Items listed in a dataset
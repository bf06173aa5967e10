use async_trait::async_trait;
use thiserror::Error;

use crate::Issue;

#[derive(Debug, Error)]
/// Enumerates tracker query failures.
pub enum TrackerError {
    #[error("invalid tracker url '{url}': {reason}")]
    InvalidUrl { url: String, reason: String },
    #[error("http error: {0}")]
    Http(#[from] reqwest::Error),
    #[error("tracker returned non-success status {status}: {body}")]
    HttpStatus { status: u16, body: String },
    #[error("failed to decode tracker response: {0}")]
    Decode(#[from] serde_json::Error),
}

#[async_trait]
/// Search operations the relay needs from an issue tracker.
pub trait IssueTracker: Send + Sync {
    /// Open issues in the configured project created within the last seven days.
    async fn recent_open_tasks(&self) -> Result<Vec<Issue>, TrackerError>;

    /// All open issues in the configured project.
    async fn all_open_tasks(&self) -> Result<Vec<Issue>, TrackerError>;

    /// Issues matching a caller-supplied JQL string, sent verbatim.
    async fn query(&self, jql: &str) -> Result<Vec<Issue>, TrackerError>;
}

* * *

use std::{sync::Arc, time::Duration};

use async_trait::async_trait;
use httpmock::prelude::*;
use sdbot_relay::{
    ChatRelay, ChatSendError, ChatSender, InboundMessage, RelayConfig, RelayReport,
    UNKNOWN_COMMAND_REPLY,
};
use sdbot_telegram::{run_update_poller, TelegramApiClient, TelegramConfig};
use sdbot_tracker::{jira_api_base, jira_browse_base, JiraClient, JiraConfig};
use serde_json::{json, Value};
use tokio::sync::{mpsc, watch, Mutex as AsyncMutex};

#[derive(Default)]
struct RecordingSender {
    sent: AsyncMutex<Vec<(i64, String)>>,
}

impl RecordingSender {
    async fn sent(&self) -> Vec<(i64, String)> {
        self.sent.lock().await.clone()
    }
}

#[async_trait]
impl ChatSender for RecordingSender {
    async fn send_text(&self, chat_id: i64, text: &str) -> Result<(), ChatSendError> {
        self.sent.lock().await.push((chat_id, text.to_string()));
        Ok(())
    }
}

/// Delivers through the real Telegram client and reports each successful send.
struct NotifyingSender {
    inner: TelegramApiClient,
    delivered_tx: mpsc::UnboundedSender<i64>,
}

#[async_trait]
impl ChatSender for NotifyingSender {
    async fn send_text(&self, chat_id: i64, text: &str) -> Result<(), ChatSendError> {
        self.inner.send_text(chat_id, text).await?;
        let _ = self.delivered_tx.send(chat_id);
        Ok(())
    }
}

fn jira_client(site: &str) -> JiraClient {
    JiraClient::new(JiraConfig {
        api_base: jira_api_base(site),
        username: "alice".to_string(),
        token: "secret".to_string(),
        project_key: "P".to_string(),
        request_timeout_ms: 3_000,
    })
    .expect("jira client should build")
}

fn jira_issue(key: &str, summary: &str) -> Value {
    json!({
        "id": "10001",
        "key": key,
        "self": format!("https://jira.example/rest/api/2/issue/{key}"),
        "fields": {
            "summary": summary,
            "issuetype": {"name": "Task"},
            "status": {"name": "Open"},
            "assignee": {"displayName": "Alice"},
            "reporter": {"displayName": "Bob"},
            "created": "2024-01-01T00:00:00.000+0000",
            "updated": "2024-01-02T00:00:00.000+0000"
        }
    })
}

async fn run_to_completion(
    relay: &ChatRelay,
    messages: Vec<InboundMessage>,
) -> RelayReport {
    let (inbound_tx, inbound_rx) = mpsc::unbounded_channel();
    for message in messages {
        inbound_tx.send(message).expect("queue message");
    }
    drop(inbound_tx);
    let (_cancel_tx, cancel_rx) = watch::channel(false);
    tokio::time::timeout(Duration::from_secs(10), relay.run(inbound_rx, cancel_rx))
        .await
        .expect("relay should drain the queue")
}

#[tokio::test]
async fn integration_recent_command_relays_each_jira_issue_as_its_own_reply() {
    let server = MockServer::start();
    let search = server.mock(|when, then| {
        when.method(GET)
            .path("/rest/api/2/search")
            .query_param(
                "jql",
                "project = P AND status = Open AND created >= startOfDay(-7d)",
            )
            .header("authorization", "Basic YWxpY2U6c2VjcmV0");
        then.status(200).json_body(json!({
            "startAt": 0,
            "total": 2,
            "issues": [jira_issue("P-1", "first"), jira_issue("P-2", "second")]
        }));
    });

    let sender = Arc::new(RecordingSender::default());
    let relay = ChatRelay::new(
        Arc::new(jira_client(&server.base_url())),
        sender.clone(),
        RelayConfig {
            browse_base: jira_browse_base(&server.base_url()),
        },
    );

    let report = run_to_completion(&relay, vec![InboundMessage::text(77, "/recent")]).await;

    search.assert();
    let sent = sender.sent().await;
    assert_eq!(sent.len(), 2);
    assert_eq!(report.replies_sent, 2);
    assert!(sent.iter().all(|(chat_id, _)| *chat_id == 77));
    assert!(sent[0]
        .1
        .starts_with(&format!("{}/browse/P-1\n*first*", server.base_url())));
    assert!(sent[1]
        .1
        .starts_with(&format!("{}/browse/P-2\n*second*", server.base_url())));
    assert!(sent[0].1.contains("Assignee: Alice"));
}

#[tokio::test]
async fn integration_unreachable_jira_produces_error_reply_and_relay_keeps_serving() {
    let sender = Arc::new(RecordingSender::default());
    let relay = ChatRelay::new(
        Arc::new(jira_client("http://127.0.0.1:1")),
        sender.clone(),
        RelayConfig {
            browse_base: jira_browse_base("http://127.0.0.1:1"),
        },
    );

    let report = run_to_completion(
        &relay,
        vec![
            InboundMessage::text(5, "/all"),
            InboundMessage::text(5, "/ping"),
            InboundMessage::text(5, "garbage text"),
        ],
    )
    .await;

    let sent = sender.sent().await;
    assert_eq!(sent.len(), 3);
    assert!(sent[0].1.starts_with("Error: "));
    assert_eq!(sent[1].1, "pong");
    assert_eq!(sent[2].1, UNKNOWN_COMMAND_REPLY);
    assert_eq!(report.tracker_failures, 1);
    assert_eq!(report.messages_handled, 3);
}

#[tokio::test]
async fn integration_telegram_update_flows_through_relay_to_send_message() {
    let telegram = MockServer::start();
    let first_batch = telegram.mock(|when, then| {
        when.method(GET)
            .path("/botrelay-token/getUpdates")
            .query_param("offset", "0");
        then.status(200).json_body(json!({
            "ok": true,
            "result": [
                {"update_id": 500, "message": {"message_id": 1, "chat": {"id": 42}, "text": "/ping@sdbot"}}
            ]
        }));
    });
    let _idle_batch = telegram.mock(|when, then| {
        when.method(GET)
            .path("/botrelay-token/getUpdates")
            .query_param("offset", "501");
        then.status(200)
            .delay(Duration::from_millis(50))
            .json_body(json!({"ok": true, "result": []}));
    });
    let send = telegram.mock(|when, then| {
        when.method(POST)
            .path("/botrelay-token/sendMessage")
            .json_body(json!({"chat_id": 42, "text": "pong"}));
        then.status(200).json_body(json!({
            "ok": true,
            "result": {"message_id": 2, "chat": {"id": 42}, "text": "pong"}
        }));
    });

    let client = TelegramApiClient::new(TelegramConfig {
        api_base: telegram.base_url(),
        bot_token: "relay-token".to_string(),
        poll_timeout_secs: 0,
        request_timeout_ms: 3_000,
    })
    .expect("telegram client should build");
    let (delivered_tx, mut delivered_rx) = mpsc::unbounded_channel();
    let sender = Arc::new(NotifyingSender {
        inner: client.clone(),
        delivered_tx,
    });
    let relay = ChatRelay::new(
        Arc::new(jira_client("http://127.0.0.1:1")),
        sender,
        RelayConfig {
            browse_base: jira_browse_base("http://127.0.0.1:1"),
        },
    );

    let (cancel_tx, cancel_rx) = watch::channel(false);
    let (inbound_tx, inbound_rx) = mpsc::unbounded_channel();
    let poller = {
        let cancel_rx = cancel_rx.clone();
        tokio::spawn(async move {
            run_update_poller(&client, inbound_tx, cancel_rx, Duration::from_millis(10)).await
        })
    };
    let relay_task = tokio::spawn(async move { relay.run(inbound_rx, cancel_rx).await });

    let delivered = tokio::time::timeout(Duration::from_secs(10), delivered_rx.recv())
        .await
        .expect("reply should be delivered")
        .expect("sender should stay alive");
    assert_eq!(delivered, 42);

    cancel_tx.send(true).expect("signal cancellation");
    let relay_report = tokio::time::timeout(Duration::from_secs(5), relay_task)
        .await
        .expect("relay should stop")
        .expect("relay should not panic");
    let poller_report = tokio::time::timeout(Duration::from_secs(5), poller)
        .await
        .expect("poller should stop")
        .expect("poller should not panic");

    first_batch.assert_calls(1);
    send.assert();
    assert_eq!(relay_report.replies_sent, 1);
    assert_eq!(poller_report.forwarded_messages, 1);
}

* Required action
Reproduce exactly the lines above from the line with "repository bf06173aa5967e10" to the line with "pub trait IssueTracker: Send", including both, and add nothing.

* Solved problem
repository bf06173aa5967e10
use async_trait::async_trait;
use thiserror::Error;

use crate::Issue;

#[derive(Debug, Error)]
/// Enumerates tracker query failures.
pub enum TrackerError {
    #[error("invalid tracker url '{url}': {reason}")]
    InvalidUrl { url: String, reason: String },
    #[error("http error: {0}")]
    Http(#[from] reqwest::Error),
    #[error("tracker returned non-success status {status}: {body}")]
    HttpStatus { status: u16, body: String },
    #[error("failed to decode tracker response: {0}")]
    Decode(#[from] serde_json::Error),
}

#[async_trait]
/// Search operations the relay needs from an issue tracker.
pub trait IssueTracker: Send + Sync {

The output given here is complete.